Dem hatte zuvor Kirchner Klaus Rösel einen Zwangsstillstand verpasst, damit am evangelischen Kirchturm nicht ständig die falsche Zeit angezeigt wird. Seit Mitte März ging die Uhr nämlich zwischen 5 und 30 Minuten nach, und das war auch an den vier Ziffernblättern weithin zu sehen.
Seilrollen haben blockiert
„Vom Uhrwerk im Uhrenzimmer führen Stahlseile über Seilrollen den Kirchturm nach oben zu den Glocken und dem Ziffernblatt mit den Zeigern“, erklärt Pritschat. Den Grund für die falsche Zeitangabe hatte der Fachmann schnell entdeckt: „Die Umlenkrollen sind hängen geblieben, sie haben blockiert“, benennt er die Ursache.
Das sei wohl auf die Kälte im Winter zurückzuführen. Denn während das Uhrwerk im Turmzimmer unter der Aussichtsplattform steht, sind die Seile und Umlenkrollen oberhalb der Plattform Wind und Wetter ausgesetzt. „Die Kälte lässt das Schmierfett zäh werden, die Mechanik, das Schlagwerk, das geht alles langsamer. Im Winter kann man hören, dass die Glockenschläge langsamer aufeinander folgen“, sagt Kirchner Rösel. Feinmechaniker Pritschat hat über mehrere Stunden hinweg alle Rollen und Seile frisch geschmiert und den sowieso fälligen Kundenservice gemacht – nun läuft das neu justierte Uhrwerk wieder rund.
Unikat aus Gusseisen
Moderne Uhren hätten heutzutage kleine Elektromotoren. Die 65 Jahre alte Turmuhr der Christuskirche aber wird noch mechanisch angetrieben. „Die Technik ist eigentlich unkaputtbar, man muss sie nur warten. Diese Uhr läuft auch in über 100 Jahren noch“, sagt der Fachmann. Doch gebaut würden mechanische Uhren heute nicht mehr. „Es ist wie überall, es geht ums Geld. Diese Uhr“, sagt er über jene der Christuskirche, „ist ein Unikat, sie ist aus Gusseisen und wiegt mehrere Hundert Kilo, das bezahlt heute keiner mehr.“
Für den 58-jährigen Feinmechaniker war die Instandsetzung in Sulzbach-Rosenberg eine Routine-Aufgabe. „Ich bin jeden Tag auf einem anderen Kirchturm, ich kenne einen Großteil der bayerischen Kirchtürme von innen.“
Morsche Holztreppen im Turm
Oft sei der Job auch körperlich anstrengend. Denn nicht immer gelange er so einfach zum Uhrwerk wie in der vergleichsweise noch recht jungen Christuskirche mit ihrem breiten Beton-Treppenaufgang. „Alte Kirchen haben meist enge Holztreppen, dann sind schon manche Stufen morsch oder weggebrochen. St. Marien in Sulzbach zum Beispiel kenne ich auch. Da gibt es nur einen engen Wendeltreppenaufgang.“
Doch Zeit, sich darüber groß Gedanken zu machen, hat Pritschat nicht. „Ich muss jetzt weiter nach Krickelsdorf. In der Kapelle dort gehen zwei Glocken nicht gescheit.“
Abwehrmaßnahmen: Tauben in Christuskirche kein Problem mehr
- In der Sulzbach-Rosenberger Innenstadt gibt es seit Jahren Probleme mit verwilderten Haustauben (Kot, Federn, Lärm, illegales Füttern). Für mehr Infos siehe Link/Artikelverweis unten.

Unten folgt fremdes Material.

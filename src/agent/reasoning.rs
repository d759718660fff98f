//! Structured-output reasoning service used to pick allocations.

use async_trait::async_trait;
use reqwest::{Client, StatusCode};
use serde::{Deserialize, Serialize};
use serde_json::{Value, json};
use std::collections::BTreeMap;
use tracing::debug;
use url::Url;

use super::normalize::TOTAL_BP;

const SYSTEM_PROMPT: &str = "You are a DeFi portfolio manager allocating a yield vault's \
    capital across its strategies. Balance expected yield against the risk scores provided. \
    Respond only with JSON matching the given schema. Allocation keys are strategy addresses \
    and values are basis points summing to 10000.";

/// Reasoning output before normalization. Allocation keys are whatever the
/// service returned; the Decision Engine filters them.
#[derive(Debug, Clone, PartialEq, Serialize, Deserialize)]
#[serde(rename_all = "camelCase", deny_unknown_fields)]
pub struct ReasonedAllocation {
    pub allocations: BTreeMap<String, u64>,
    pub reasoning: String,
    pub confidence: f64,
    pub expected_apy: u64,
    pub risk_score: f64,
    pub market_context: String,
}

impl ReasonedAllocation {
    /// Checks the bounds the JSON schema cannot enforce on the decoded value.
    pub(crate) fn validate(self) -> Result<Self, ReasoningError> {
        if let Some((strategy, &bp)) = self.allocations.iter().find(|(_, bp)| **bp > TOTAL_BP) {
            return Err(ReasoningError::OutOfBounds {
                field: "allocations",
                value: format!("{strategy}={bp}"),
            });
        }

        if !(0.0..=1.0).contains(&self.confidence) {
            return Err(ReasoningError::OutOfBounds {
                field: "confidence",
                value: self.confidence.to_string(),
            });
        }

        if !(0.0..=1.0).contains(&self.risk_score) {
            return Err(ReasoningError::OutOfBounds {
                field: "riskScore",
                value: self.risk_score.to_string(),
            });
        }

        Ok(self)
    }
}

#[derive(Debug, thiserror::Error)]
pub enum ReasoningError {
    #[error(transparent)]
    Reqwest(#[from] reqwest::Error),
    #[error("reasoning API error (status {status}): {message}")]
    Api { status: StatusCode, message: String },
    #[error("reasoning response contained no message content")]
    EmptyResponse,
    #[error("reasoning output does not match schema: {0}")]
    Schema(#[from] serde_json::Error),
    #[error("reasoning output field {field} out of bounds: {value}")]
    OutOfBounds { field: &'static str, value: String },
    #[error("invalid reasoning endpoint: {0}")]
    Endpoint(#[from] url::ParseError),
}

/// `generate(prompt) -> structured object`, validated against the output
/// schema before it is returned.
#[async_trait]
pub trait ReasoningService: Send + Sync {
    async fn generate(&self, prompt: &str) -> Result<ReasonedAllocation, ReasoningError>;
}

/// JSON schema of [`ReasonedAllocation`], sent as the response format.
pub(crate) fn output_schema() -> Value {
    json!({
        "type": "object",
        "properties": {
            "allocations": {
                "type": "object",
                "additionalProperties": { "type": "integer", "minimum": 0, "maximum": TOTAL_BP }
            },
            "reasoning": { "type": "string" },
            "confidence": { "type": "number", "minimum": 0, "maximum": 1 },
            "expectedApy": { "type": "integer", "minimum": 0 },
            "riskScore": { "type": "number", "minimum": 0, "maximum": 1 },
            "marketContext": { "type": "string" }
        },
        "required": [
            "allocations", "reasoning", "confidence", "expectedApy", "riskScore", "marketContext"
        ],
        "additionalProperties": false
    })
}

#[derive(Serialize)]
struct ChatRequest<'a> {
    model: &'a str,
    temperature: f64,
    messages: [ChatMessage<'a>; 2],
    response_format: Value,
}

#[derive(Serialize)]
struct ChatMessage<'a> {
    role: &'static str,
    content: &'a str,
}

#[derive(Deserialize)]
struct ChatResponse {
    choices: Vec<ChatChoice>,
}

#[derive(Deserialize)]
struct ChatChoice {
    message: ChatResponseMessage,
}

#[derive(Deserialize)]
struct ChatResponseMessage {
    content: Option<String>,
}

/// OpenAI-compatible `chat/completions` client using `json_schema`
/// structured output.
pub struct OpenAiReasoningClient {
    client: Client,
    endpoint: Url,
    api_key: String,
    model: String,
    temperature: f64,
}

impl std::fmt::Debug for OpenAiReasoningClient {
    fn fmt(&self, f: &mut std::fmt::Formatter<'_>) -> std::fmt::Result {
        f.debug_struct("OpenAiReasoningClient")
            .field("endpoint", &self.endpoint)
            .field("api_key", &"[REDACTED]")
            .field("model", &self.model)
            .field("temperature", &self.temperature)
            .finish_non_exhaustive()
    }
}

impl OpenAiReasoningClient {
    pub fn new(
        base_url: &Url,
        api_key: String,
        model: String,
        temperature: f64,
    ) -> Result<Self, ReasoningError> {
        let mut base = base_url.clone();
        if !base.path().ends_with('/') {
            base.set_path(&format!("{}/", base.path()));
        }

        Ok(Self {
            client: Client::new(),
            endpoint: base.join("chat/completions")?,
            api_key,
            model,
            temperature,
        })
    }
}

#[async_trait]
impl ReasoningService for OpenAiReasoningClient {
    #[tracing::instrument(skip(self, prompt), fields(model = %self.model), level = tracing::Level::DEBUG)]
    async fn generate(&self, prompt: &str) -> Result<ReasonedAllocation, ReasoningError> {
        let request = ChatRequest {
            model: &self.model,
            temperature: self.temperature,
            messages: [
                ChatMessage {
                    role: "system",
                    content: SYSTEM_PROMPT,
                },
                ChatMessage {
                    role: "user",
                    content: prompt,
                },
            ],
            response_format: json!({
                "type": "json_schema",
                "json_schema": {
                    "name": "allocation_decision",
                    "schema": output_schema()
                }
            }),
        };

        let response = self
            .client
            .post(self.endpoint.clone())
            .bearer_auth(&self.api_key)
            .json(&request)
            .send()
            .await?;

        if !response.status().is_success() {
            let status = response.status();
            let message = response
                .text()
                .await
                .unwrap_or_else(|_| "Unknown error".to_string());

            return Err(ReasoningError::Api { status, message });
        }

        let body: ChatResponse = response.json().await?;
        let content = body
            .choices
            .into_iter()
            .next()
            .and_then(|choice| choice.message.content)
            .ok_or(ReasoningError::EmptyResponse)?;

        debug!(bytes = content.len(), "Received reasoning output");

        serde_json::from_str::<ReasonedAllocation>(&content)?.validate()
    }
}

- Die Christuskirche hatte früher auch ein Taubenproblem: Der Austritt (Aussichtsplattform) hat vier offene Wölbungen im Turmgemäuer, Tauben konnten hineinfliegen und dort nisten: Dicke Kotschichten am Boden, kiloweise Federn, Nester und Staubdreck waren die Folge.
- Feinmechaniker Pritschat: "Früher hat es mich gegraust, hierherzukommen. Alles war voller Kacke, man musste aufpassen, nicht in Taubeneier zu treten."
- 2017 hat Kirchner Rösel mit Schutzanzug und FFP2-Maske kübelweise den Kot entsorgt, den Austritt gereinigt und Taubenschutznetze angebracht. Mittlerweile ist die Kirche sauber, die Tauben sind seitdem (zumindest aus der Kirche) verschwunden.